Amid recent criticisms of them, Minister of Education Ronald Jones has come out strongly in defence of mothers, whose children are before the court, accused of criminal and other offences.
In fact, Jones believes there is need for the entire society to be more empathetic and to be more sensitive to the pain these women are suffering, rather than coming down hard on them.
He made the appeal at the weekend saying many of this island’s criminally accused were children who had somehow fallen victim “to the predators out there in our society and in our villages”.
Therefore, he suggested that it was wrong to criticize family members – especially mothers – for supporting them, even after they have ended up in trouble with the law.
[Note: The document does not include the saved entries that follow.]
//! Allocation-free render path tests.
//!
//! These tests verify that `Engine::fill_buffer()` does not allocate once
//! the engine is built. They exercise note triggers, hard restarts,
//! filter rebinding, block changes and mutes.
//!
//! Just run `cargo test`; no feature flags needed.

use assert_no_alloc::{assert_no_alloc, AllocDisabler};

#[cfg(debug_assertions)]
#[global_allocator]
static A: AllocDisabler = AllocDisabler;

use qs_engine::Engine;
use qs_ir::Song;

/// Render a song for `samples` samples, aborting on any heap allocation.
fn assert_render_alloc_free(mut engine: Engine, samples: usize) {
    let mut buffer = vec![0i16; 1024];
    engine.play();

    assert_no_alloc(|| {
        let mut done = 0;
        while done < samples {
            let len = buffer.len().min(samples - done);
            engine.fill_buffer(&mut buffer[..len]);
            done += len;
        }
    });
}

#[test]
fn demo_alloc_free() {
    let engine = Engine::new(Song::demo(), 44100);
    assert_render_alloc_free(engine, 44100 * 5);
}

#[test]
fn looping_block_alloc_free() {
    let mut song = Song::demo();
    song.push_block([1, 1, 1, 1]).unwrap();
    song.set_swing(3);
    let mut engine = Engine::new(song, 48000);
    engine.set_block(1);
    engine.set_block_loop(true);
    assert_render_alloc_free(engine, 48000 * 3);
}

#[test]
fn transport_alloc_free() {
    let mut engine = Engine::new(Song::demo(), 44100);
    let mut buffer = [0i16; 333];
    engine.play();

    assert_no_alloc(|| {
        for i in 0..200 {
            engine.fill_buffer(&mut buffer);
            match i % 50 {
                10 => engine.set_channel_active(0, false),
                20 => engine.set_channel_active(0, true),
                30 => engine.pause(),
                31 => engine.play(),
                40 => engine.stop(),
                41 => engine.play(),
                _ => {}
            }
        }
        engine.reset();
    });
}
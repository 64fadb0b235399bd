//! Audio output trait and error types.

use std::time::Duration;

use thiserror::Error;

/// Error type for audio operations.
#[derive(Error, Debug)]
pub enum AudioError {
    /// Failed to initialize audio device
    #[error("device init error: {0}")]
    DeviceInit(String),
    /// Failed to create audio stream
    #[error("stream create error: {0}")]
    StreamCreate(String),
    /// Playback error
    #[error("playback error: {0}")]
    Playback(String),
    /// No audio device available
    #[error("no audio device available")]
    NoDevice,
}

/// Trait for audio output backends.
///
/// Backends take mono 16-bit samples and spread them over however many
/// channels the device has.
pub trait AudioOutput {
    /// Get the sample rate.
    fn sample_rate(&self) -> u32;

    /// Write samples to the output, blocking until all are queued. Fails
    /// rather than waiting forever if the device stops taking samples.
    fn write(&mut self, samples: &[i16]) -> Result<(), AudioError>;

    /// Start playback.
    fn start(&mut self) -> Result<(), AudioError>;

    /// Stop playback.
    fn stop(&mut self) -> Result<(), AudioError>;

    /// Number of times the device ran out of queued samples.
    fn underruns(&self) -> u64 {
        0
    }
}

/// Output that discards everything it is given, paced like a device
/// running at `sample_rate`. Useful headless.
#[derive(Debug)]
pub struct NullOutput {
    sample_rate: u32,
    written: u64,
    running: bool,
}

impl NullOutput {
    pub fn new(sample_rate: u32) -> Self {
        Self { sample_rate, written: 0, running: false }
    }

    /// Total samples accepted while running.
    pub fn written(&self) -> u64 {
        self.written
    }
}

impl AudioOutput for NullOutput {
    fn sample_rate(&self) -> u32 {
        self.sample_rate
    }

    fn write(&mut self, samples: &[i16]) -> Result<(), AudioError> {
        if self.running {
            self.written += samples.len() as u64;
            let seconds = samples.len() as f64 / self.sample_rate.max(1) as f64;
            std::thread::sleep(Duration::from_secs_f64(seconds));
        }
        Ok(())
    }

    fn start(&mut self) -> Result<(), AudioError> {
        self.running = true;
        Ok(())
    }

    fn stop(&mut self) -> Result<(), AudioError> {
        self.running = false;
        Ok(())
    }
}

#[cfg(test)]
mod tests {
    use super::*;

    #[test]
    fn null_output_counts_while_running() {
        let mut out = NullOutput::new(44100);
        out.write(&[0; 10]).unwrap();
        assert_eq!(out.written(), 0);
        out.start().unwrap();
        out.write(&[0; 10]).unwrap();
        out.stop().unwrap();
        out.write(&[0; 10]).unwrap();
        assert_eq!(out.written(), 10);
        assert_eq!(out.sample_rate(), 44100);
    }
}
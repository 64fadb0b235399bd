//! Per-sample voice mixing.

use qs_ir::{VoiceFlags, CHANNEL_COUNT};

use crate::channel::ChannelState;
use crate::filter::FilterState;

/// Right shift scaling `(byte - 0x80) * level` to a voice sample.
pub const VOICE_SHIFT: u32 = 18;

/// Index of the voice that syncs and ring-modulates `channel`.
pub const fn modulator_of(channel: usize) -> usize {
    (channel + CHANNEL_COUNT - 1) % CHANNEL_COUNT
}

/// Scale a waveform byte by an envelope level.
pub fn voice_sample(byte: u8, level: i32) -> i32 {
    ((byte as i32 - 0x80) * level) >> VOICE_SHIFT
}

/// Render `out.len()` samples from the channel states.
///
/// Muted channels keep running so they come back in phase, but add
/// nothing to the output.
pub fn mix(channels: &mut [ChannelState; CHANNEL_COUNT], filter: &mut FilterState, out: &mut [i16]) {
    for sample in out.iter_mut() {
        *sample = mix_sample(channels, filter);
    }
}

fn mix_sample(channels: &mut [ChannelState; CHANNEL_COUNT], filter: &mut FilterState) -> i16 {
    let mut sources = [(0u32, 0u32); CHANNEL_COUNT];
    for (chan, source) in channels.iter_mut().zip(sources.iter_mut()) {
        chan.oscillator.advance();
        *source = (chan.oscillator.phase, chan.oscillator.freq);
    }

    let mut direct = 0i32;
    let mut routed = 0i32;
    for (c, chan) in channels.iter_mut().enumerate() {
        let (mod_phase, mod_freq) = sources[modulator_of(c)];
        if chan.flags.contains(VoiceFlags::SYNC) {
            chan.oscillator.sync_to(mod_phase, mod_freq);
        }

        chan.envelope.step(chan.gate_on());
        let byte = chan.oscillator.output(chan.flags, mod_phase);

        if !chan.active {
            continue;
        }
        let voice = voice_sample(byte, chan.envelope.level());
        if filter.routes(c) {
            routed += voice;
        } else {
            direct += voice;
        }
    }

    let filtered = if filter.is_bound() { filter.process(routed) } else { routed };
    direct.saturating_add(filtered).clamp(i16::MIN as i32, i16::MAX as i32) as i16
}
“Don’t criticize them, empathize with them, knowing that the agony that they feel is real,” advised Jones.
Responding to questions, which he said were frequently raised in the media as to why crowds, including many women, were usually found on the compound of criminal courts shouting greetings as accused persons passed on their way to the court house for trial, he said: “They’re down there [in the courts] because they understand that their children have gone astray, regardless of the work that they have put into them. But they cannot disconnect. They can’t cut the [emotional] umbilical cord,” he warned.
The outspoken Minister of Education, who recently found himself on the wrong side of the law for driving with an expired driver’s licence, stressed that the majority of those present in the courtyard were not there to get their photographs in the newspapers.
“They’re not interested in that. They are in pain because of the work that they have done, the sacrifices they have made,” he said.
In wide-ranging remarks at the 23rd awards ceremony of the Golden Travellers in the Ministry of Education’s Elsie Payne Complex on Constitution Road on Saturday, Jones also raised concern about the practice of littering.
“We are nasty people. We believe that we should throw everything on our streets or on some neighbour’s property.
“Why can’t we keep it clean now and we supposed to be these bright people in the world?”
He spoke of the litter to be seen in driving around Barbados, and referred to media reports of garbage being dumped on private property without the owners’ permission, while noting that through the years Barbados and other countries had been beset by mosquito-borne illnesses, such as dengue fever, Chikungunya and more recently, the Zika virus.
He noted that mosquitoes can easily travel within the luggage of visitors and Barbadians returning from abroad, but stressed that a clean and tidy environment made it difficult for the virus-bearing insect to multiply.
“Therefore we have as a people, as a country to focus. This is where I live and I need it to be clean. If I dirty it, who is going to clean it but we ourselves?” he asked, maintaining that tidiness was not the job of Government environmental agencies, but individual Barbadians.
“Not the SSA [Sanitation Services Authority], they don’t have enough workers up there. Not drainage, not NCC [National Conservation Commission], They’re doing other things.
“We have to ensure that we clean our environment ourselves,” Jones stressed.